GRUESOME Discovery: Toddler Found With 20 Stab Wounds!

Police car lights flashing at night.

A Florida mother’s incoherent late-night phone call about “evil spirits” led family members to discover her lying atop her six-year-old daughter’s bloodied body, a kitchen knife nearby, and over twenty stab wounds ending a young life in an isolated Milton home.

Story Snapshot

  • April Oliva, 40, charged with murder after allegedly stabbing her daughter Valerie over 20 times in their Milton, Florida home on February 25, 2026
  • Oliva called her sister speaking incoherently about “evil spirits” before the child’s grandfather discovered both on the kitchen floor covered in blood
  • The mother sustained self-inflicted wounds to her neck and stomach and appeared in court via video from her hospital bed
  • Investigators have not released a motive, and the case remains under active investigation with a pre-trial detention hearing scheduled

The Discovery That Shattered a Family

Steven Tuttle rushed to his daughter’s home on Nowling Drive in Milton after receiving an alarming call from another daughter. April Oliva had phoned her sister around 11:00 p.m. on Tuesday, February 25, speaking incoherently about evil spirits and indicating something terrible had occurred. When Tuttle arrived, he found a scene no parent should witness: his daughter and granddaughter sprawled on the kitchen floor, blood everywhere, a kitchen knife in the dining room. Law enforcement arrived shortly after midnight to find April lying on top of six-year-old Valerie’s body.

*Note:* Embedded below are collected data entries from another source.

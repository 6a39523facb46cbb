use folio_core::palette::rgba_css;
use folio_core::{DisplayList, LineDraw, PointDraw, Viewport};
use std::f64::consts::TAU;
use web_sys as web;

/// Paint a display list in CSS pixels; the transform absorbs the device pixel ratio.
pub fn paint(ctx: &web::CanvasRenderingContext2d, viewport: &Viewport, list: &DisplayList) {
    let dpr = viewport.dpr as f64;
    let _ = ctx.set_transform(dpr, 0.0, 0.0, dpr, 0.0, 0.0);
    ctx.clear_rect(0.0, 0.0, viewport.width as f64, viewport.height as f64);

    for line in &list.lines {
        paint_line(ctx, line);
    }
    for point in &list.points {
        paint_point(ctx, point);
    }
}

#[allow(deprecated)]
fn set_stroke_gradient(ctx: &web::CanvasRenderingContext2d, g: &web::CanvasGradient) {
    ctx.set_stroke_style(g);
}

#[allow(deprecated)]
fn set_fill_gradient(ctx: &web::CanvasRenderingContext2d, g: &web::CanvasGradient) {
    ctx.set_fill_style(g);
}

fn paint_line(ctx: &web::CanvasRenderingContext2d, l: &LineDraw) {
    let (x0, y0) = (l.from.x as f64, l.from.y as f64);
    let (x1, y1) = (l.to.x as f64, l.to.y as f64);
    let g = ctx.create_linear_gradient(x0, y0, x1, y1);
    let _ = g.add_color_stop(0.0, &rgba_css(l.from_color, l.opacity));
    let _ = g.add_color_stop(1.0, &rgba_css(l.to_color, l.opacity));
    set_stroke_gradient(ctx, &g);
    ctx.set_line_width(l.width as f64);
    ctx.begin_path();
    ctx.move_to(x0, y0);
    ctx.line_to(x1, y1);
    ctx.stroke();
}

fn fill_circle(ctx: &web::CanvasRenderingContext2d, x: f64, y: f64, r: f64) {
    ctx.begin_path();
    if ctx.arc(x, y, r, 0.0, TAU).is_ok() {
        ctx.fill();
    }
}

fn paint_point(ctx: &web::CanvasRenderingContext2d, p: &PointDraw) {
    let (x, y, r) = (p.center.x as f64, p.center.y as f64, p.radius as f64);

    // halo
    if p.glow > 0.0 {
        let halo = r * (2.5 + 2.0 * p.glow as f64);
        if let Ok(g) = ctx.create_radial_gradient(x, y, 0.0, x, y, halo) {
            let _ = g.add_color_stop(0.0, &rgba_css(p.color, 0.45 * p.glow * p.opacity));
            let _ = g.add_color_stop(1.0, &rgba_css(p.color, 0.0));
            set_fill_gradient(ctx, &g);
            fill_circle(ctx, x, y, halo);
        }
    }

    // body
    match ctx.create_radial_gradient(x, y, 0.0, x, y, r) {
        Ok(g) => {
            let _ = g.add_color_stop(0.0, &rgba_css(p.color, p.opacity));
            let _ = g.add_color_stop(1.0, &rgba_css(p.color, p.opacity * 0.35));
            set_fill_gradient(ctx, &g);
        }
        Err(_) => ctx.set_fill_style_str(&rgba_css(p.color, p.opacity)),
    }
    fill_circle(ctx, x, y, r);

    if let Some(core) = p.core {
        ctx.set_fill_style_str(&rgba_css(core, p.opacity));
        fill_circle(ctx, x, y, r * 0.4);
    }
}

A Violent Attack With No Clear Motive

Valerie Oliva suffered more than twenty stab wounds, including wounds to her neck, and was pronounced dead at the scene. The kitchen knife recovered from the dining room is believed to be the murder weapon. April Oliva had also inflicted serious wounds to her own neck and stomach, injuries Chief Deputy Randy Tifft confirmed were self-inflicted. The child’s father was out of town on business when the attack occurred, leaving mother and daughter alone in the home. Santa Rosa County investigators describe the case as “deeply tragic” but have released no information about what drove a mother to kill her child.

A Criminal Past But No Violence

Court records reveal April Oliva’s prior encounters with the law, though none involved violent crimes. In August 2006, she was convicted of vehicle burglary and petit theft in Escambia County under her maiden name, April Tuttle. Two years earlier, in 2004, she faced charges for DUI and controlled substance possession in the same county. These offenses suggest struggles with substance abuse and poor judgment, but nothing in her criminal history foreshadowed the brutal violence that would claim her daughter’s life. No records indicate prior domestic disputes, child abuse reports, or mental health interventions.

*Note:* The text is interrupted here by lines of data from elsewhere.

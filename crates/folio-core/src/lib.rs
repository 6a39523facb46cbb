//! Platform-free logic for the portfolio site's decorative fields and widgets.
//!
//! Nothing in here touches the DOM; the web frontend feeds in viewport
//! sizes, pointer positions and timestamps, and paints what comes back.

pub mod carousel;
pub mod config;
pub mod constants;
pub mod error;
pub mod graph;
pub mod interaction;
pub mod palette;
pub mod particle;
pub mod projection;
pub mod pulse;
pub mod scene;
pub mod smoothing;
pub mod terminal;
pub mod theme;

pub use carousel::Carousel;
pub use config::*;
pub use error::ConfigError;
pub use graph::{Connection, Neighbours};
pub use palette::{Palette, Rgb};
pub use particle::Particle;
pub use projection::{Projected, Projector};
pub use pulse::{ActivePulse, PulseState};
pub use scene::{DisplayList, LineDraw, PointDraw, Renderer};
pub use smoothing::{CameraState, Mode};
pub use terminal::{Profile, ProjectEntry, Terminal};
pub use theme::{MemoryStore, PreferenceStore, Theme, ThemeController};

The Mental Health Question Nobody Can Answer

The reference to “evil spirits” during April’s phone call raises immediate questions about her mental state at the time of the attack. Was this a psychotic break? Untreated mental illness? Drug-induced delusion? Investigators have released no information about toxicology results, psychiatric history, or whether warning signs existed that family members or authorities missed. The gap between property crimes and substance issues in 2004-2006 and the murder of a child in 2026 is vast. What happened in those intervening years remains unknown. The absence of disclosed mental health treatment or crisis intervention history either means none existed or investigators are withholding that information pending trial.

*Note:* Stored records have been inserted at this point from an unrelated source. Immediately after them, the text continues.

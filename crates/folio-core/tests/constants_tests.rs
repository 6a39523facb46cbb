// Host-side tests for tuning constants and their relationships.

use folio_core::constants::*;
use folio_core::config::{FieldConfig, SizeClass, Variant};

#[test]
#[allow(clippy::assertions_on_constants)]
fn smoothing_factors_are_proper_fractions() {
    for k in [CAMERA_EASE, ROTATION_EASE, OPACITY_EASE] {
        assert!(k > 0.0 && k < 1.0);
    }
}

#[test]
#[allow(clippy::assertions_on_constants)]
fn pulse_timing_is_consistent() {
    assert!(PULSE_DURATION_SEC > 0.0);
    assert!(PULSE_RAMP_FRACTION > 0.0 && PULSE_RAMP_FRACTION < 1.0);
    assert!(PULSE_ECHO_DELAY + PULSE_RAMP_FRACTION < 1.0);
    assert!(PULSE_ECHO_STRENGTH > 0.0 && PULSE_ECHO_STRENGTH < 1.0);
    assert!(PULSE_COOLDOWN_FOCUSED_SEC < PULSE_COOLDOWN_AMBIENT_SEC);
    assert!((1.5..=3.0).contains(&PULSE_COOLDOWN_FOCUSED_SEC));
    assert!((1.5..=3.0).contains(&PULSE_COOLDOWN_AMBIENT_SEC));
    assert!(PULSE_TRIGGER_PROBABILITY > 0.0 && PULSE_TRIGGER_PROBABILITY < 0.1);
}

#[test]
#[allow(clippy::assertions_on_constants)]
fn links_are_sparse() {
    assert!(LINK_FAN_OUT.0 >= 2 && LINK_FAN_OUT.1 <= 4);
    assert!(LINK_KEEP_PROBABILITY > 0.5 && LINK_KEEP_PROBABILITY < 1.0);
}

#[test]
fn scene_fits_in_front_of_the_camera() {
    // fov + z must stay positive for every point, or the perspective divide flips.
    for variant in [Variant::Cloud, Variant::Sphere] {
        for class in [SizeClass::Mobile, SizeClass::Desktop] {
            let c = FieldConfig::for_variant(variant, class);
            let deepest = c.extent * 3f32.sqrt();
            assert!(FOV_AMBIENT.min(FOV_FOCUSED) > deepest, "{variant:?} {class:?}");
            assert!(c.validate().is_ok());
        }
    }
}

#[test]
#[allow(clippy::assertions_on_constants)]
fn ambient_rotation_turns_both_axes() {
    assert!(AMBIENT_ROTATION[0] > 0.0, "no tumble around X");
    assert!(AMBIENT_ROTATION[1] > 0.0, "no spin around Y");
    // Slow enough that a point takes several seconds to cross the field.
    assert!(AMBIENT_ROTATION.iter().all(|r| *r < 0.5));
}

Justice System Moves Forward As Questions Linger

April Oliva made her first court appearance on Thursday, February 27, via video call from her hospital bed where she continues to receive treatment for her self-inflicted wounds. Judge Matt Gordon appointed a public defender to represent her and scheduled a pre-trial detention hearing for Monday, March 3, at 2:30 p.m. Upon medical release, she will be transferred to Santa Rosa County Jail. She faces a murder charge that, depending on prosecutorial decisions and trial outcomes, could result in life imprisonment or capital punishment under Florida law. The rapid judicial response demonstrates the system functioning as designed, but the unanswered questions about motive and mental state will likely dominate legal proceedings.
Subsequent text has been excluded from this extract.